Part 2:  Well we've developed a big of following since the previous bio, pushing 48,000 followers on Twitter. We've done numerous songs to expand the range of the band in these last few years also.  Perhaps our most magnficent stretch was releasing Wild Tomorrow, Missing Link and Year of the Snake one after the other.  No band of this era even comes close to that.  Our working methods have evolved a lot over time, sometimes I almost think we actually know what we're doing.  The band shows no signs of slowing down at this point and that makes me very happy.

oh one other thing, the band had it's most magical moment the day Joe Biden was awarded enough electoral votes to win the presidency.  We had the song Ding Dong Motherfucker ready for that event and it went over like gangbusters, as they say.

Part 1:

The road to the internet band Negative Tendencies has been a long one.  I’ve known Jon and Dave for a long time, had worked with both, previously.

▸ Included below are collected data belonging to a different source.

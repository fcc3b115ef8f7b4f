//! Rule-driven spoken hints for switch-access navigation.
//!
//! A JSON rule document is compiled into a [`RuleGraph`], bound to a
//! [`StringTable`] of format templates, and evaluated against a focused
//! accessibility node through [`HintEngine`].

pub mod config;
pub mod parse;
#[cfg(feature = "binary-cache")]
pub mod serial;

mod compile;
mod engine;
mod error;
mod evaluate;
mod types;

pub use engine::{HintEngine, HINT_ENTRY_RULE};
pub use error::HintError;
pub use types::{
    conditional_prepend, fallback, field, for_each_child, for_reference, join, rule_ref, switch,
    template, text, ActionField, ActionId, ActionInfo, CompareOp, Context, EvalError,
    EvaluationReport, EventTable, Expr, FeedbackDescriptor, FeedbackError, FieldKind, FieldPath,
    GlobalFlags, NodeField, NodeProvider, NodeSnapshot, QueueMode, Rule, RuleGraph,
    RuleGraphBuilder, RuleGraphError, SpeechOutput, StaleContextError, StringTable,
    StringTableError, Template, TemplateArityError, TemplateRef, UnknownEventError, Utterance,
    Value,
};
impl<'g> Evaluator<'g> {
    fn new(rules: &'g [CompiledRule], strings: &'g StringTable, budget: usize) -> Self {
        Self {
            rules,
            strings,
            budget,
            steps: 0,
            depth: 0,
            trace: None,
        }
    }

    fn step(&mut self) -> Result<(), EvalError> {
        self.steps += 1;
        if self.steps > self.budget {
            return Err(EvalError::StepBudgetExceeded {
                budget: self.budget,
            });
        }
        Ok(())
    }

    fn eval_rule(&mut self, index: usize, ctx: &Context<'_>) -> Result<Option<Value>, EvalError> {
        let rules = self.rules;
        let rule = rules.get(index).ok_or_else(|| EvalError::UndefinedRule {
            name: format!("#{index}"),
        })?;
        tracing::trace!(rule = %rule.name, "evaluating rule");
        if let Some(trace) = self.trace.as_mut() {
            trace.push(rule.name.clone());
        }
        self.eval(&rule.body, ctx)
    }

    fn eval(&mut self, expr: &CompiledExpr, ctx: &Context<'_>) -> Result<Option<Value>, EvalError> {
        self.step()?;
        if self.depth >= MAX_EVAL_DEPTH {
            return Err(EvalError::DepthExceeded {
                limit: MAX_EVAL_DEPTH,
            });
        }
        self.depth += 1;
        let value = self.eval_node(expr, ctx);
        self.depth -= 1;
        value
    }

    fn eval_node(
        &mut self,
        expr: &CompiledExpr,
        ctx: &Context<'_>,
    ) -> Result<Option<Value>, EvalError> {
        let value = match expr {
            CompiledExpr::Text(text) => Some(Value::String(text.clone())),
            CompiledExpr::Bool(b) => Some(Value::Bool(*b)),
            CompiledExpr::Field(path) => ctx.read(path)?,
            CompiledExpr::RuleRef(idx) => self.eval_rule(*idx, ctx)?,
            CompiledExpr::Template { name, args } => {
                let mut values = Vec::with_capacity(args.len());
                for arg in args {
                    match non_empty(self.eval(arg, ctx)?) {
                        Some(v) => values.push(v),
                        None => return Ok(None),
                    }
                }
                Some(Value::String(self.strings.resolve(name, &values)?))
            }
            CompiledExpr::Compare { left, op, right } => {
                let left = self.eval(left, ctx)?;
                let right = self.eval(right, ctx)?;
                let result = match (&left, &right) {
                    (Some(l), Some(r)) => l.compare(*op, r),
                    _ => op.absent_result(left.is_none() && right.is_none()),
                };
                Some(Value::Bool(result))
            }
            CompiledExpr::And(a, b) => {
                let result =
                    truthy(self.eval(a, ctx)?.as_ref()) && truthy(self.eval(b, ctx)?.as_ref());
                Some(Value::Bool(result))
            }
            CompiledExpr::Or(a, b) => {
                let result =
                    truthy(self.eval(a, ctx)?.as_ref()) || truthy(self.eval(b, ctx)?.as_ref());
                Some(Value::Bool(result))
            }
            CompiledExpr::Not(inner) => Some(Value::Bool(!truthy(self.eval(inner, ctx)?.as_ref()))),
            CompiledExpr::If {
                condition,
                then,
                otherwise,
            } => {
                if truthy(self.eval(condition, ctx)?.as_ref()) {
                    self.eval(then, ctx)?
                } else if let Some(otherwise) = otherwise {
                    self.eval(otherwise, ctx)?
                } else {
                    None
                }
            }
            CompiledExpr::Fallback(items) => {
                let mut found = None;
                for item in items {
                    if let Some(v) = non_empty(self.eval(item, ctx)?) {
                        found = Some(v);
                        break;
                    }
                }
                found
            }
            CompiledExpr::Join { parts, separator } => {
                let mut pieces = Vec::new();
                for part in parts {
                    if let Some(v) = self.eval(part, ctx)? {
                        v.push_text(&mut pieces);
                    }
                }
                (!pieces.is_empty()).then(|| Value::String(pieces.join(separator)))
            }
            CompiledExpr::ForEachChild { collection, body } => {
                let actions = ctx.read_actions(*collection)?;
                let mut items = Vec::new();
                for action in &actions {
                    let child = ctx.with_action(action);
                    if let Some(v) = non_empty(self.eval(body, &child)?) {
                        items.push(v);
                    }
                }
                (!items.is_empty()).then_some(Value::List(items))
            }
            CompiledExpr::ForReference { field, body } => match ctx.read_action(*field)? {
                Some(action) => self.eval(body, &ctx.with_action(&action))?,
                None => None,
            },
            CompiledExpr::Switch { key, cases } => {
                let key = self.eval(key, ctx)?.and_then(|k| k.as_key());
                match key.and_then(|k| cases.get(&k)) {
                    Some(case) => self.eval(case, ctx)?,
                    None => None,
                }
            }
            CompiledExpr::ConditionalPrepend { prefix, value } => {
                match non_empty(self.eval(value, ctx)?) {
                    None => None,
                    Some(value) => {
                        let value = value.to_text();
                        let text = match non_empty(self.eval(prefix, ctx)?) {
                            Some(prefix) => format!("{} {value}", prefix.to_text()),
                            None => value,
                        };
                        Some(Value::String(text))
                    }
                }
            }
        };
        Ok(value)
    }
}
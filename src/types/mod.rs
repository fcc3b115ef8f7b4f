mod context;
mod error;
mod evaluation_report;
mod event;
mod expr;
mod field;
mod graph;
mod rule;
mod template;
mod value;

pub use context::{ActionId, ActionInfo, Context, GlobalFlags, NodeProvider, NodeSnapshot};
pub use error::{
    EvalError, FeedbackError, RuleGraphError, StaleContextError, StringTableError,
    TemplateArityError, UnknownEventError,
};
pub use evaluation_report::EvaluationReport;
pub use event::{EventTable, FeedbackDescriptor, QueueMode, SpeechOutput, Utterance};
pub use expr::{
    conditional_prepend, fallback, field, for_each_child, for_reference, join, rule_ref, switch,
    template, text, CompareOp, Expr,
};
pub use field::{ActionField, FieldKind, FieldPath, NodeField};
pub use graph::{RuleGraph, RuleGraphBuilder};
pub use rule::Rule;
pub use template::{StringTable, Template, TemplateRef};
pub use value::Value;

pub(crate) use expr::CompiledExpr;
pub(crate) use rule::CompiledRule;
pub(crate) use template::Segment;
use thiserror::Error;

use crate::{EvalError, RuleGraphError, StringTableError};

/// Unified error type covering document loading, evaluation, and I/O.
///
/// Returned by convenience constructors like
/// [`HintEngine::from_files()`](crate::HintEngine::from_files) and
/// [`RuleGraph::from_file()`](crate::RuleGraph::from_file).
#[derive(Debug, Error)]
pub enum HintError {
    #[error(transparent)]
    Graph(#[from] RuleGraphError),

    #[error(transparent)]
    Strings(#[from] StringTableError),

    #[error(transparent)]
    Eval(#[from] EvalError),

    #[error(transparent)]
    Io(#[from] std::io::Error),

    #[cfg(feature = "binary-cache")]
    #[error(transparent)]
    Serialize(#[from] crate::serial::SerializeError),

    #[cfg(feature = "binary-cache")]
    #[error(transparent)]
    Deserialize(#[from] crate::serial::DeserializeError),
}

Jon, more known to me as WeaponX, is a guy I first ran into on the mp3.com bbs, he was a moderator at the time.  My friends and I were involved in a sort of clan war with this group of folks led by a country artist named Mickey Dean and the ever-present Paisley Face.  I tell this part cause it led to meeting Weap.  We were pounding away at the control of the community exerted by Mickey Dean’s group and he called in this rapper supposedly to handle us named Crack Emcee.  I listened briefly to Crack’s music and didn’t really take him seriously.  In a discussion with Mickey I said something about him bringing his boy in to fight me.  Thing is though, I thought Crack was a white guy and they jumped all over me for calling him a boy, saying I’m racist.  This is where WeaponX came in and literally went on full attack on me for months.  He would post swastikas after every post I made there.  He followed me to other communities and smeared me there.  He even hacked my website and gave my real name and home address to some of my enemies which kinda blew my mind.  Anyway it started to ease up, Weap got tired of fighting with me I suppose, and I released a song called Girl, Turn Yourself Loose on Me.  Weap hated it at first but I think it kind of grew on him, became a love/hate sort of thing.  Not long after that, WeaponX and I worked together moderating the popular Mosh Pit forum and had an understanding since then I think.  Awhile later Weap produced my song All Along (which I still consider one of my best songs to this day) and the song got enough plays to be a sitewide #1 All Genres at Artist Launch.  Unfortunately at the time that site was corrupt and we found out from one of the site admins that we easily had the most plays but we peaked at #4 because they manually put 3 of Ana Lovelis’ songs above ours.  Weap is a great musician, plays bass and some guitar for Neg Tendencies.  He was part of the fairly well-known band Social Spit, whose biggest claim to fame I believe was getting their album banned at Walmart cause the cover was so risqué.

Dave Latchaw I first met as DayVel who was best known for selling a ton of Christmas music he did on keyboards at a site called Java Music who couldn’t pay him for all he sold and they eventually went out of business.  His version of 12 Days of Christmas is kickass btw.  My first encounters with DayVel were in a yahoo chatroom related to mp3.com, I remember him as sort of a gruff guy who wasn’t that nice to me for whatever reason, probably cause of my general outspokenness.  He was always in these communities and once he heard a song of mine he liked called I Believe In Karma and offered to help me make a better version of it.  Anyway he did so and it was very popular, he later did the same with Heads Turn which was also very popular, they both got to #1 on the sites I was involved with at the time.  Later he helped with my Sex Pistols homage called Blameless and took that song to the next level.  So I was friends with these guys on facebook for years and knew Dave loved to drum and asked if he’d be interested in working on a new project with me, as one of the criticisms Father Time often gets is that he uses a drum machine.  Anyway Dave agreed and suggested we ask WeaponX, he had worked with him before also, and I thought it was a good idea and did so, thus our band was born.  Not long after this I was given a timeout on some music forum for dissing some artist and got a note from the moderator saying "Please control your negative tendencies" and this amused me enough to buy the domain name and suggest it as a band name.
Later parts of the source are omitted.